- _What the task requires_
Would you please write out each entry precisely as given?
[Supplied material]
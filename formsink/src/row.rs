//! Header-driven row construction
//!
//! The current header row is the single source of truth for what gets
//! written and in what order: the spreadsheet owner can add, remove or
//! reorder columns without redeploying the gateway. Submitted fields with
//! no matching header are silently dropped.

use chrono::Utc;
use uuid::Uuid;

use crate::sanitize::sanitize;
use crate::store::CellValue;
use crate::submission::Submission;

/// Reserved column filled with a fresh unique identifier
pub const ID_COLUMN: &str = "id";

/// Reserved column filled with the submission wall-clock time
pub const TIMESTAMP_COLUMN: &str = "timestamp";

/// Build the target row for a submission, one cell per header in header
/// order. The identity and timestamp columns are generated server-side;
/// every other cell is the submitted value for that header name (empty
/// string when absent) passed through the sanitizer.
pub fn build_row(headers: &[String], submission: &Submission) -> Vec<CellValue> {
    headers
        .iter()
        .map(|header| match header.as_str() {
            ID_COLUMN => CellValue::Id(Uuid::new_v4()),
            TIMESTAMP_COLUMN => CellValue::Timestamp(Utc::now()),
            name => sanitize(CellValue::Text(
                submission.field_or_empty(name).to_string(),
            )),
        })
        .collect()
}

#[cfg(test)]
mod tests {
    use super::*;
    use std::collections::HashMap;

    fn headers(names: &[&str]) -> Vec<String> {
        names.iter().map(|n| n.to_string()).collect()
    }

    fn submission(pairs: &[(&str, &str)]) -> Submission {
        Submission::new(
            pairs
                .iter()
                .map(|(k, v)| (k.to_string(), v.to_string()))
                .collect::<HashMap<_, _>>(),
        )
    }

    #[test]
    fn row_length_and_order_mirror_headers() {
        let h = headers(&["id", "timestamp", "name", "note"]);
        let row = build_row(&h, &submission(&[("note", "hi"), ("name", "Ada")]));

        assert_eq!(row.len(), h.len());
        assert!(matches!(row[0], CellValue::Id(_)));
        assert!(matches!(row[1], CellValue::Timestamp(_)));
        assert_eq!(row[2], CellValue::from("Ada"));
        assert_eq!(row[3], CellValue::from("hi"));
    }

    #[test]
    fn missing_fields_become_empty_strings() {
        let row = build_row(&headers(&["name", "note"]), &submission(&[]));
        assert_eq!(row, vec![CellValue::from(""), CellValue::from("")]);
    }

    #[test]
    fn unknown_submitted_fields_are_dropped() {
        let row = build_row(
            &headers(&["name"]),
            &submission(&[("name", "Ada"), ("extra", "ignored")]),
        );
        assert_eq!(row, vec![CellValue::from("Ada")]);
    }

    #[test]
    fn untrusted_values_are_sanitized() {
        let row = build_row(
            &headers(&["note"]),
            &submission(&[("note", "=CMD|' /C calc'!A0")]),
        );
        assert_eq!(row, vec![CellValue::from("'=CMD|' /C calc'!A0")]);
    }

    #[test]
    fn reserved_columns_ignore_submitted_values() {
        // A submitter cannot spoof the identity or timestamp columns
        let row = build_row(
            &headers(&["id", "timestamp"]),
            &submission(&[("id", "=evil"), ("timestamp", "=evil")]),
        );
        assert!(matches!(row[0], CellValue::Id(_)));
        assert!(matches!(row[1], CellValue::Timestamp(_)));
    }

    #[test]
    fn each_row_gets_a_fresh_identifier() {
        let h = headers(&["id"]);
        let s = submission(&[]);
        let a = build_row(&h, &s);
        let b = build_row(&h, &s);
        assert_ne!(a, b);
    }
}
[/Supplied material]
- _Output of the task_
filename formsink/src/row.rs
//! Header-driven row construction
//!
//! The current header row is the single source of truth for what gets
//! written and in what order: the spreadsheet owner can add, remove or
//! reorder columns without redeploying the gateway. Submitted fields with
//! no matching header are silently dropped.

use chrono::Utc;
use uuid::Uuid;

use crate::sanitize::sanitize;
use crate::store::CellValue;
use crate::submission::Submission;

/// Reserved column filled with a fresh unique identifier
pub const ID_COLUMN: &str = "id";

/// Reserved column filled with the submission wall-clock time
pub const TIMESTAMP_COLUMN: &str = "timestamp";

/// Build the target row for a submission, one cell per header in header
/// order. The identity and timestamp columns are generated server-side;
/// every other cell is the submitted value for that header name (empty
/// string when absent) passed through the sanitizer.
pub fn build_row(headers: &[String], submission: &Submission) -> Vec<CellValue> {
    headers
        .iter()
        .map(|header| match header.as_str() {
            ID_COLUMN => CellValue::Id(Uuid::new_v4()),
            TIMESTAMP_COLUMN => CellValue::Timestamp(Utc::now()),
            name => sanitize(CellValue::Text(
                submission.field_or_empty(name).to_string(),
            )),
        })
        .collect()
}

#[cfg(test)]
mod tests {
    use super::*;
    use std::collections::HashMap;

    fn headers(names: &[&str]) -> Vec<String> {
        names.iter().map(|n| n.to_string()).collect()
    }

    fn submission(pairs: &[(&str, &str)]) -> Submission {
        Submission::new(
            pairs
                .iter()
                .map(|(k, v)| (k.to_string(), v.to_string()))
                .collect::<HashMap<_, _>>(),
        )
    }

    #[test]
    fn row_length_and_order_mirror_headers() {
        let h = headers(&["id", "timestamp", "name", "note"]);
        let row = build_row(&h, &submission(&[("note", "hi"), ("name", "Ada")]));

        assert_eq!(row.len(), h.len());
        assert!(matches!(row[0], CellValue::Id(_)));
        assert!(matches!(row[1], CellValue::Timestamp(_)));
        assert_eq!(row[2], CellValue::from("Ada"));
        assert_eq!(row[3], CellValue::from("hi"));
    }

    #[test]
    fn missing_fields_become_empty_strings() {
        let row = build_row(&headers(&["name", "note"]), &submission(&[]));
        assert_eq!(row, vec![CellValue::from(""), CellValue::from("")]);
    }

    #[test]
    fn unknown_submitted_fields_are_dropped() {
        let row = build_row(
            &headers(&["name"]),
            &submission(&[("name", "Ada"), ("extra", "ignored")]),
        );
        assert_eq!(row, vec![CellValue::from("Ada")]);
    }

    #[test]
    fn untrusted_values_are_sanitized() {
        let row = build_row(
            &headers(&["note"]),
            &submission(&[("note", "=CMD|' /C calc'!A0")]),
        );
        assert_eq!(row, vec![CellValue::from("'=CMD|' /C calc'!A0")]);
    }

    #[test]
    fn reserved_columns_ignore_submitted_values() {
        // A submitter cannot spoof the identity or timestamp columns
        let row = build_row(
            &headers(&["id", "timestamp"]),
            &submission(&[("id", "=evil"), ("timestamp", "=evil")]),
        );
        assert!(matches!(row[0], CellValue::Id(_)));
        assert!(matches!(row[1], CellValue::Timestamp(_)));
    }

    #[test]
    fn each_row_gets_a_fresh_identifier() {
        let h = headers(&["id"]);
        let s = submission(&[]);
        let a = build_row(&h, &s);
        let b = build_row(&h, &s);
        assert_ne!(a, b);
    }
}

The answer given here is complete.